**What this task involves**
From the line containing "u16, phrase: String" through the last line of the records, print every line exactly and nothing more.

--------------------------------

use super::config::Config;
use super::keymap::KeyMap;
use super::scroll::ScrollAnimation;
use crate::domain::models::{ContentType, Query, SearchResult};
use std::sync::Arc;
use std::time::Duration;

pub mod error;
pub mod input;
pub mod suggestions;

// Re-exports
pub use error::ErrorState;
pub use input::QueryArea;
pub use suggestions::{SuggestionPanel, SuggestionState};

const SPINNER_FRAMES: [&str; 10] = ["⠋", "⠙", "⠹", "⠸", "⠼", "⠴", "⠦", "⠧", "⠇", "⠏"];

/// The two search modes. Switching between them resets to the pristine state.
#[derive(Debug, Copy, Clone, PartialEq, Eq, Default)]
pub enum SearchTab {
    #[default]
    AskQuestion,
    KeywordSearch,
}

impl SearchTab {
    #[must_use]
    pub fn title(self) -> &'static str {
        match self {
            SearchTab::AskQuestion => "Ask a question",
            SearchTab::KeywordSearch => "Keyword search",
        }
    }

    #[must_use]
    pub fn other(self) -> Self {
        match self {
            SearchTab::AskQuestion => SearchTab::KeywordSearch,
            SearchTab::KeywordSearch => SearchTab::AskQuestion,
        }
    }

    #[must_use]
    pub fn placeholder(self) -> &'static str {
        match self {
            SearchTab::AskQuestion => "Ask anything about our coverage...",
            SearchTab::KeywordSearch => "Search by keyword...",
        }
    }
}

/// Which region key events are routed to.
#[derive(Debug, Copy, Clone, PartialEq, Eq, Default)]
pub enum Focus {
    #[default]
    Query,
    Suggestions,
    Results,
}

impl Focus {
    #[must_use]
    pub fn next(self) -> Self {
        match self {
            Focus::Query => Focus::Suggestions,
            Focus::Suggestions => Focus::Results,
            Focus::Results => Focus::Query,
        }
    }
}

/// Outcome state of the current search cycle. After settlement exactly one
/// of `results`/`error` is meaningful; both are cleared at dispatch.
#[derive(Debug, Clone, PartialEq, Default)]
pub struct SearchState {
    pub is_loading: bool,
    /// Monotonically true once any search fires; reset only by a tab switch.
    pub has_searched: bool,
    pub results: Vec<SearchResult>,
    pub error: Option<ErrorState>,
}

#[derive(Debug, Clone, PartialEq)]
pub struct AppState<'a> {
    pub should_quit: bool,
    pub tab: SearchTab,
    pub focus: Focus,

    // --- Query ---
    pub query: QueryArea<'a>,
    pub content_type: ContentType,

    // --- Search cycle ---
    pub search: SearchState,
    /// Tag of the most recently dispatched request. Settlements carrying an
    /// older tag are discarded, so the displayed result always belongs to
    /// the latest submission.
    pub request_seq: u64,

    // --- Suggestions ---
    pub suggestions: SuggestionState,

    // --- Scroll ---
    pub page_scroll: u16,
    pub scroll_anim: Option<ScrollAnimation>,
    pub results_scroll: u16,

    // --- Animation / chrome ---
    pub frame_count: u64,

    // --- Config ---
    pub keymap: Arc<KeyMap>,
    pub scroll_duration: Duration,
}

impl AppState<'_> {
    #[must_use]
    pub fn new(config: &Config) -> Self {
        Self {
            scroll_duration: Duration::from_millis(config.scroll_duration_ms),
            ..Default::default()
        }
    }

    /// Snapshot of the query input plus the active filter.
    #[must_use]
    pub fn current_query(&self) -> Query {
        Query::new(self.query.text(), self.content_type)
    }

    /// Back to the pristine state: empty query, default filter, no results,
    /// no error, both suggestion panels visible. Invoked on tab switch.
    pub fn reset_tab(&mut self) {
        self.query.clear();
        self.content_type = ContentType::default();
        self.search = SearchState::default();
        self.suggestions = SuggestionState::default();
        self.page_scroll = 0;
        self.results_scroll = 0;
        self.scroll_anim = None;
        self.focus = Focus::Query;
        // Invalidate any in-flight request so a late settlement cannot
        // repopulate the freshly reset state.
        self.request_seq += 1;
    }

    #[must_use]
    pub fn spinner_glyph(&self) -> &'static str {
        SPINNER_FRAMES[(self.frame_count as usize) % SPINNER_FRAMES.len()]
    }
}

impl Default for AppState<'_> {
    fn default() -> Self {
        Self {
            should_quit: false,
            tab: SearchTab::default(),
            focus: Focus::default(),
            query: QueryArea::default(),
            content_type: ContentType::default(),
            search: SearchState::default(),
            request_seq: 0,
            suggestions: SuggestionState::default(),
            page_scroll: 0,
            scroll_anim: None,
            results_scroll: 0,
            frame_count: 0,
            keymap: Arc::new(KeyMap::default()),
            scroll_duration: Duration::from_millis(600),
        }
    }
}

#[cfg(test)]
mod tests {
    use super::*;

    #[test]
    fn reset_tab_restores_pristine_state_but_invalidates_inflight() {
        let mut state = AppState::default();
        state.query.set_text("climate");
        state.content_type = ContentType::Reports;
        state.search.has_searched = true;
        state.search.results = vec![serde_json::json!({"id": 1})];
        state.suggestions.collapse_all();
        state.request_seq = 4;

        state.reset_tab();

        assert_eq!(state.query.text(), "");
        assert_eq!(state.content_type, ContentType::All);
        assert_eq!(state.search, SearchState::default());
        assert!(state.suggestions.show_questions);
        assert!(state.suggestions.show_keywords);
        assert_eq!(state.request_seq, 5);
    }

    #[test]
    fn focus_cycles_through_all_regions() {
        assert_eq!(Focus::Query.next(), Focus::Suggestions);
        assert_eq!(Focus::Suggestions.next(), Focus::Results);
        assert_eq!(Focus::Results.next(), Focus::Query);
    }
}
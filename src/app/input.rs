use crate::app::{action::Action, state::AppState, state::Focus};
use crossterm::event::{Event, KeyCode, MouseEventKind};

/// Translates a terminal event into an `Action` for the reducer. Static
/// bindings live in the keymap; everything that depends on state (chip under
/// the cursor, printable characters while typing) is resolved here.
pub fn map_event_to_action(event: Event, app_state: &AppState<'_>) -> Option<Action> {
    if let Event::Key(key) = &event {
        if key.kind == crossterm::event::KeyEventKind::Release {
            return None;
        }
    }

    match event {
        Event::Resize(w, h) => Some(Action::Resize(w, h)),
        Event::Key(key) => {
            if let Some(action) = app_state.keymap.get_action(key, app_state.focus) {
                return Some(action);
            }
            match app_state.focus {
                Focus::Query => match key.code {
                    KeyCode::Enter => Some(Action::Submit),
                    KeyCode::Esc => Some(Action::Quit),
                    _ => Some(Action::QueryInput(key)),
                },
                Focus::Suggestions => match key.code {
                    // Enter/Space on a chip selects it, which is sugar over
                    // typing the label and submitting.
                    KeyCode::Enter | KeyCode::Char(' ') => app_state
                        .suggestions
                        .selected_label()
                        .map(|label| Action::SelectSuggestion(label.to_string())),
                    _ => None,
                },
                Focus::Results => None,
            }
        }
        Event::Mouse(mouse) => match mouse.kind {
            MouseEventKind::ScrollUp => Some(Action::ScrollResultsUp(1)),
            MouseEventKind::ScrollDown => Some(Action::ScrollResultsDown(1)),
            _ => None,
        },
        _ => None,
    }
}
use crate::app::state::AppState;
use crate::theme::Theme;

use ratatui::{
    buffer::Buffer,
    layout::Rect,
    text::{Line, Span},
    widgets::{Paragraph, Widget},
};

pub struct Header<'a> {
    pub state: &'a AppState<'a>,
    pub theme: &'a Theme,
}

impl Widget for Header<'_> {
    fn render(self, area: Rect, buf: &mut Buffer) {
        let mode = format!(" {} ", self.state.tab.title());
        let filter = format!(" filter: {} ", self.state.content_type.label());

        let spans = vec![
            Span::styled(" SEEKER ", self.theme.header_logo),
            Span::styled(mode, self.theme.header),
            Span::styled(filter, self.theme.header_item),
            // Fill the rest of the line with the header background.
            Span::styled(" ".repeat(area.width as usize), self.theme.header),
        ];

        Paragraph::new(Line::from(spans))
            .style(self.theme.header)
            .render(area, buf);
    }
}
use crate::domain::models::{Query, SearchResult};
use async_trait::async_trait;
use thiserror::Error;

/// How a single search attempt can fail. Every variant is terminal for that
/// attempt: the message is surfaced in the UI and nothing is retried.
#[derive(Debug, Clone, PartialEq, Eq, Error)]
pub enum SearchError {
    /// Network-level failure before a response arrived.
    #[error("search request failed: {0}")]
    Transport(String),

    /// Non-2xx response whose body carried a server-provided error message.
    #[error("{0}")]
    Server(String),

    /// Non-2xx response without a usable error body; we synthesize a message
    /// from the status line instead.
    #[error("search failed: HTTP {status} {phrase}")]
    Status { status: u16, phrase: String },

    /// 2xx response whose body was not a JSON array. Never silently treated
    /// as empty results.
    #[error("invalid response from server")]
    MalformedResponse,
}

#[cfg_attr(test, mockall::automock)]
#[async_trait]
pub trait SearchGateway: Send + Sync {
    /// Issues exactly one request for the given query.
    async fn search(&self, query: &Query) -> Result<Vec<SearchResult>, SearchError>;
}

--------------------------------

**Reply to the exercise**
    Status { status: u16, phrase: String },

    /// 2xx response whose body was not a JSON array. Never silently treated
    /// as empty results.
    #[error("invalid response from server")]
    MalformedResponse,
}

#[cfg_attr(test, mockall::automock)]
#[async_trait]
pub trait SearchGateway: Send + Sync {
    /// Issues exactly one request for the given query.
    async fn search(&self, query: &Query) -> Result<Vec<SearchResult>, SearchError>;
}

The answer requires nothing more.